Brief >> Your answer is the lines below, exactly, from the one that contains "let mut writer" through the one that contains "use crate::domain::tile::TileGrid;", both included.

[Information provided]

/// Persisted snapshot: where the player stands and which panel is open.
///
/// ## File format (JSON):
///   ```json
///   { "player": { "x": 686.0, "y": 446.0 }, "activeZone": "music" }
///   ```
///   `activeZone` is `null` when no panel is open.
///
/// Read once at startup; written by `SnapshotWriter` on every frame where
/// the snapshot differs from the last one written. All failures are
/// logged and ignored: a broken snapshot only costs the restore.

use std::path::{Path, PathBuf};

use glam::Vec2;
use serde::{Deserialize, Serialize};

use crate::sim::world::{SimState, World};

const SNAPSHOT_FILE: &str = "snapshot.json";

// ══════════════════════════════════════════════════════════════
// Public types
// ══════════════════════════════════════════════════════════════

#[derive(Clone, Debug, PartialEq, Serialize, Deserialize)]
pub struct Snapshot {
    pub player: SnapshotPlayer,
    #[serde(rename = "activeZone", default)]
    pub active_zone: Option<String>,
}

#[derive(Clone, Copy, Debug, PartialEq, Serialize, Deserialize)]
pub struct SnapshotPlayer {
    pub x: f32,
    pub y: f32,
}

/// A snapshot checked against the loaded world.
#[derive(Clone, Debug, PartialEq)]
pub struct Restored {
    pub player: Vec2,
    pub active_zone: Option<usize>,
}

#[derive(Debug, thiserror::Error)]
pub enum SnapshotError {
    #[error("snapshot is not valid JSON: {0}")]
    Decode(#[from] serde_json::Error),
    #[error("snapshot I/O failed: {0}")]
    Io(#[from] std::io::Error),
    #[error("player position is not a finite number")]
    NonFinite,
    #[error("player position ({x}, {y}) is outside the world")]
    OutOfBounds { x: f32, y: f32 },
    #[error("player position ({x}, {y}) overlaps a wall")]
    InsideWall { x: f32, y: f32 },
}

// ══════════════════════════════════════════════════════════════
// Paths
// ══════════════════════════════════════════════════════════════

/// Directory for the snapshot and the log file.
pub fn data_dir() -> PathBuf {
    // 1. Exe directory, if writable (portable installs)
    if let Ok(exe) = std::env::current_exe() {
        let resolved = exe.canonicalize().unwrap_or(exe);
        if let Some(parent) = resolved.parent() {
            let test_path = parent.join(".write_test_portfolio_world");
            if std::fs::write(&test_path, "").is_ok() {
                let _ = std::fs::remove_file(&test_path);
                return parent.to_path_buf();
            }
        }
    }

    // 2. XDG data home (~/.local/share/portfolio-world)
    if let Ok(home) = std::env::var("HOME") {
        let xdg = PathBuf::from(&home).join(".local/share/portfolio-world");
        if std::fs::create_dir_all(&xdg).is_ok() {
            return xdg;
        }
    }

    // 3. Fallback to CWD
    std::env::current_dir().unwrap_or_else(|_| PathBuf::from("."))
}

pub fn snapshot_path(dir: &Path) -> PathBuf {
    dir.join(SNAPSHOT_FILE)
}

// ══════════════════════════════════════════════════════════════
// Capture / validate
// ══════════════════════════════════════════════════════════════

pub fn capture(world: &World, state: &SimState) -> Snapshot {
    Snapshot {
        player: SnapshotPlayer { x: state.player.x, y: state.player.y },
        active_zone: state.active_id(world).map(str::to_string),
    }
}

/// Shallow shape check first: serde would also accept a struct written as
/// a JSON array, which is not a snapshot.
pub fn decode(text: &str) -> Result<Snapshot, SnapshotError> {
    let value: serde_json::Value = serde_json::from_str(text)?;
    let is_object = |v: Option<&serde_json::Value>| v.is_some_and(serde_json::Value::is_object);
    if !is_object(Some(&value)) {
        return Err(shape_error("snapshot must be a JSON object"));
    }
    if !is_object(value.get("player")) {
        return Err(shape_error("`player` must be an object with `x` and `y`"));
    }
    Ok(serde_json::from_value(value)?)
}

fn shape_error(msg: &str) -> SnapshotError {
    SnapshotError::Decode(<serde_json::Error as serde::de::Error>::custom(msg))
}

/// Check a decoded snapshot against the world. Bad positions reject the
/// whole snapshot; an unknown zone id only drops the panel.
pub fn validate(snap: &Snapshot, world: &World) -> Result<Restored, SnapshotError> {
    let SnapshotPlayer { x, y } = snap.player;
    if !(x.is_finite() && y.is_finite()) {
        return Err(SnapshotError::NonFinite);
    }

    let rect = world.spawn_rect().at(Vec2::new(x, y));
    let size = world.size();
    if x < 0.0 || y < 0.0 || rect.right() > size.x || rect.bottom() > size.y {
        return Err(SnapshotError::OutOfBounds { x, y });
    }
    if world.grid.overlaps_solid(&rect) {
        return Err(SnapshotError::InsideWall { x, y });
    }

    let active_zone = match snap.active_zone.as_deref() {
        Some(id) => {
            let found = world.zone_index(id);
            if found.is_none() {
                log::warn!("snapshot names unknown zone {id:?}; ignoring it");
            }
            found
        }
        None => None,
    };

    Ok(Restored { player: Vec2::new(x, y), active_zone })
}

// ══════════════════════════════════════════════════════════════
// Load / store
// ══════════════════════════════════════════════════════════════

/// Read and validate the snapshot at `path`. Any failure yields `None`.
pub fn load(path: &Path, world: &World) -> Option<Restored> {
    let text = match std::fs::read_to_string(path) {
        Ok(text) => text,
        Err(e) if e.kind() == std::io::ErrorKind::NotFound => {
            log::debug!("no snapshot at {}", path.display());
            return None;
        }
        Err(e) => {
            log::warn!("could not read snapshot {}: {e}", path.display());
            return None;
        }
    };

    match decode(&text).and_then(|snap| validate(&snap, world)) {
        Ok(restored) => {
            log::info!("restored snapshot from {}", path.display());
            Some(restored)
        }
        Err(e) => {
            log::warn!("discarding snapshot {}: {e}", path.display());
            None
        }
    }
}

/// Write via a temp file and rename so a crash never leaves half a file.
pub fn store(path: &Path, snap: &Snapshot) -> Result<(), SnapshotError> {
    let json = serde_json::to_string(snap)?;
    let tmp = path.with_extension("json.tmp");
    std::fs::write(&tmp, json)?;
    std::fs::rename(&tmp, path)?;
    Ok(())
}

/// Writes the snapshot only when it changed since the last write.
#[derive(Debug)]
pub struct SnapshotWriter {
    path: PathBuf,
    last: Option<Snapshot>,
}

impl SnapshotWriter {
    pub fn new(path: PathBuf) -> Self {
        SnapshotWriter { path, last: None }
    }

    /// Returns true if a write was attempted.
    pub fn commit(&mut self, snap: Snapshot) -> bool {
        if self.last.as_ref() == Some(&snap) {
            return false;
        }
        if let Err(e) = store(&self.path, &snap) {
            // Remembered anyway so a broken disk does not log every frame.
            log::debug!("snapshot write to {} failed: {e}", self.path.display());
        }
        self.last = Some(snap);
        true
    }
}

#[cfg(test)]
mod tests {
    use super::*;
    use crate::sim::camera::{CameraMode, Viewport};
    use crate::sim::level::parse_world;

    fn world() -> World {
        parse_world(
            r"
            map = [
                '######',
                '#.P..#',
                '#..#.#',
                '######',
            ]

            [[zones]]
            id = 'music'
            color = '#d96cff'
            x = 4
            y = 1
            w = 1
            h = 2
            ",
        )
        .unwrap()
    }

    fn temp_file(name: &str) -> PathBuf {
        std::env::temp_dir().join(format!("portfolio-world-{}-{name}", std::process::id()))
    }

    fn snap(x: f32, y: f32, zone: Option<&str>) -> Snapshot {
        Snapshot { player: SnapshotPlayer { x, y }, active_zone: zone.map(str::to_string) }
    }

    #[test]
    fn json_uses_camel_case_zone_key() {
        let json = serde_json::to_string(&snap(1.5, 2.0, Some("music"))).unwrap();
        assert_eq!(json, r#"{"player":{"x":1.5,"y":2.0},"activeZone":"music"}"#);
        let back = decode(r#"{"player":{"x":3,"y":4},"activeZone":null}"#).unwrap();
        assert_eq!(back, snap(3.0, 4.0, None));
        // Missing key reads as no panel.
        assert_eq!(decode(r#"{"player":{"x":3,"y":4}}"#).unwrap().active_zone, None);
    }

    #[test]
    fn wrong_types_fail_to_decode() {
        assert!(matches!(decode("not json"), Err(SnapshotError::Decode(_))));
        assert!(matches!(decode(r#"{"player":{"x":"a","y":4}}"#), Err(SnapshotError::Decode(_))));
        assert!(matches!(decode(r#"{"player":[1,2]}"#), Err(SnapshotError::Decode(_))));
        assert!(matches!(decode(r#"[{"x":1,"y":2},null]"#), Err(SnapshotError::Decode(_))));
        assert!(matches!(decode(r#"{"activeZone":"music"}"#), Err(SnapshotError::Decode(_))));
        assert!(matches!(decode(r#"{"player":{"x":1,"y":2},"activeZone":5}"#), Err(SnapshotError::Decode(_))));
    }

    #[test]
    fn validate_checks_position() {
        let w = world();
        let ok = validate(&snap(46.0, 46.0, Some("music")), &w).unwrap();
        assert_eq!(ok, Restored { player: Vec2::new(46.0, 46.0), active_zone: Some(0) });

        assert!(matches!(validate(&snap(f32::NAN, 1.0, None), &w), Err(SnapshotError::NonFinite)));
        assert!(matches!(validate(&snap(-1.0, 46.0, None), &w), Err(SnapshotError::OutOfBounds { .. })));
        assert!(matches!(validate(&snap(230.0, 46.0, None), &w), Err(SnapshotError::OutOfBounds { .. })));
        // Overlaps the border wall and the inner block.
        assert!(matches!(validate(&snap(20.0, 46.0, None), &w), Err(SnapshotError::InsideWall { .. })));
        assert!(matches!(validate(&snap(110.0, 90.0, None), &w), Err(SnapshotError::InsideWall { .. })));
    }

    #[test]
    fn unknown_zone_keeps_position() {
        let w = world();
        let r = validate(&snap(46.0, 46.0, Some("guestbook")), &w).unwrap();
        assert_eq!(r.player, Vec2::new(46.0, 46.0));
        assert_eq!(r.active_zone, None);
    }

    #[test]
    fn zone_id_matches_like_a_fragment() {
        let w = world();
        let r = validate(&snap(46.0, 46.0, Some("MUSIC")), &w).unwrap();
        assert_eq!(r.active_zone, Some(0));
        assert_eq!(r.active_zone, crate::sim::route::zone_from_fragment(&w, "#MUSIC"));
    }

    #[test]
    fn store_then_load() {
        let w = world();
        let path = temp_file("store.json");
        store(&path, &snap(86.0, 46.0, Some("music"))).unwrap();
        let r = load(&path, &w).unwrap();
        assert_eq!(r.player, Vec2::new(86.0, 46.0));
        assert_eq!(r.active_zone, Some(0));
        let _ = std::fs::remove_file(&path);
    }

    #[test]
    fn load_discards_missing_and_malformed_files() {
        let w = world();
        assert_eq!(load(&temp_file("missing.json"), &w), None);

        let path = temp_file("garbage.json");
        std::fs::write(&path, "{\"player\": 12").unwrap();
        assert_eq!(load(&path, &w), None);
        let _ = std::fs::remove_file(&path);
    }

    #[test]
    fn writer_skips_unchanged_snapshots() {
        let w = world();
        let state = SimState::new(&w, CameraMode::Follow, true, Viewport::new(200.0, 100.0));
        let path = temp_file("writer.json");
        let mut writer = SnapshotWriter::new(path.clone());

        assert!(writer.commit(capture(&w, &state)));
        assert!(!writer.commit(capture(&w, &state)));

        let mut moved = state.clone();
        moved.player.x += 4.0;
        assert!(writer.commit(capture(&w, &moved)));
        assert_eq!(load(&path, &w).unwrap().player.x, state.player.x + 4.0);
        let _ = std::fs::remove_file(&path);
    }

    #[test]
    fn capture_records_active_zone_id() {
        let w = world();
        let mut state = SimState::new(&w, CameraMode::Follow, true, Viewport::new(200.0, 100.0));
        assert_eq!(capture(&w, &state).active_zone, None);
        state.active_zone = Some(0);
        let s = capture(&w, &state);
        assert_eq!(s.active_zone.as_deref(), Some("music"));
        assert_eq!(s.player, SnapshotPlayer { x: 86.0, y: 46.0 });
    }
}
/// World and SimState: the static level and everything that changes per frame.
///
/// ## Split
///
///   - `World`    : grid, zones, spawn, player size. Immutable after load.
///   - `SimState` : player rectangle, camera, stamina, zone trigger, active
///                  panel, minimap flag and the HUD message.
///
/// `step` takes a `SimState` by value and returns the next one; the host
/// never mutates it mid-frame except through `place_player` / `open_zone`
/// at startup and history navigation.

use glam::Vec2;

use crate::domain::geom::Rect;
use crate::domain::stamina::Stamina;
use crate::domain::tile::TileGrid;
use crate::domain::zone::{Zone, ZoneTrigger};
use super::camera::{Camera, CameraMode, Viewport};

#[derive(Clone, Debug)]
pub struct World {
    pub title: String,
    pub grid: TileGrid,
    pub zones: Vec<Zone>,
    /// Top-left of the player rectangle at spawn, world px.
    pub spawn: Vec2,
    pub player_size: f32,
}

impl World {
    /// World dimensions in px.
    pub fn size(&self) -> Vec2 {
        Vec2::new(self.grid.world_width(), self.grid.world_height())
    }

    /// Zone ids are unique ignoring ASCII case, and looked up the same way.
    pub fn zone_index(&self, id: &str) -> Option<usize> {
        self.zones.iter().position(|z| z.id.eq_ignore_ascii_case(id))
    }

    pub fn spawn_rect(&self) -> Rect {
        Rect::new(self.spawn.x, self.spawn.y, self.player_size, self.player_size)
    }
}

#[derive(Clone, Copy, Debug, Default, PartialEq, Eq)]
pub enum Facing {
    Up,
    #[default]
    Down,
    Left,
    Right,
}

impl Facing {
    /// Dominant axis of a movement vector; `None` when not moving.
    pub fn from_vector(v: Vec2) -> Option<Facing> {
        if v == Vec2::ZERO || !v.is_finite() {
            return None;
        }
        Some(if v.x.abs() >= v.y.abs() {
            if v.x > 0.0 { Facing::Right } else { Facing::Left }
        } else if v.y > 0.0 {
            Facing::Down
        } else {
            Facing::Up
        })
    }
}

#[derive(Clone, Debug)]
pub struct SimState {
    pub player: Rect,
    pub facing: Facing,
    pub camera: Camera,
    pub stamina: Stamina,
    /// Sprint speed applied on the last step.
    pub sprinting: bool,
    pub trigger: ZoneTrigger,
    /// Index into `World::zones` of the open panel.
    pub active_zone: Option<usize>,
    pub minimap: bool,

    // ── UI ──
    pub message: String,
    /// Seconds left before `message` clears.
    pub message_timer: f32,
}

impl SimState {
    /// Fresh state: player at spawn, no panel open, camera centered.
    pub fn new(world: &World, mode: CameraMode, minimap: bool, vp: Viewport) -> Self {
        let mut state = SimState {
            player: world.spawn_rect(),
            facing: Facing::default(),
            camera: Camera::new(mode),
            stamina: Stamina::full(),
            sprinting: false,
            trigger: ZoneTrigger::new(world.zones.len()),
            active_zone: None,
            minimap,
            message: String::new(),
            message_timer: 0.0,
        };
        state.place_player(world, world.spawn, vp);
        state
    }

    /// Move the player without walking: zones already overlapped at `pos`
    /// count as entered, so none fire on the next step.
    pub fn place_player(&mut self, world: &World, pos: Vec2, vp: Viewport) {
        self.player = self.player.at(pos);
        self.trigger.prime(&world.zones, &self.player);
        self.camera.snap_to(self.player.center(), world.size(), vp);
    }

    pub fn set_message(&mut self, msg: &str, seconds: f32) {
        self.message = msg.to_string();
        self.message_timer = seconds;
    }

    pub fn active<'w>(&self, world: &'w World) -> Option<&'w Zone> {
        self.active_zone.and_then(|i| world.zones.get(i))
    }

    pub fn active_id<'w>(&self, world: &'w World) -> Option<&'w str> {
        self.active(world).map(|z| z.id.as_str())
    }
}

[/Information provided]

Expected output >>
        let mut writer = SnapshotWriter::new(path.clone());

        assert!(writer.commit(capture(&w, &state)));
        assert!(!writer.commit(capture(&w, &state)));

        let mut moved = state.clone();
        moved.player.x += 4.0;
        assert!(writer.commit(capture(&w, &moved)));
        assert_eq!(load(&path, &w).unwrap().player.x, state.player.x + 4.0);
        let _ = std::fs::remove_file(&path);
    }

    #[test]
    fn capture_records_active_zone_id() {
        let w = world();
        let mut state = SimState::new(&w, CameraMode::Follow, true, Viewport::new(200.0, 100.0));
        assert_eq!(capture(&w, &state).active_zone, None);
        state.active_zone = Some(0);
        let s = capture(&w, &state);
        assert_eq!(s.active_zone.as_deref(), Some("music"));
        assert_eq!(s.player, SnapshotPlayer { x: 86.0, y: 46.0 });
    }
}
/// World and SimState: the static level and everything that changes per frame.
///
/// ## Split
///
///   - `World`    : grid, zones, spawn, player size. Immutable after load.
///   - `SimState` : player rectangle, camera, stamina, zone trigger, active
///                  panel, minimap flag and the HUD message.
///
/// `step` takes a `SimState` by value and returns the next one; the host
/// never mutates it mid-frame except through `place_player` / `open_zone`
/// at startup and history navigation.

use glam::Vec2;

use crate::domain::geom::Rect;
use crate::domain::stamina::Stamina;
use crate::domain::tile::TileGrid;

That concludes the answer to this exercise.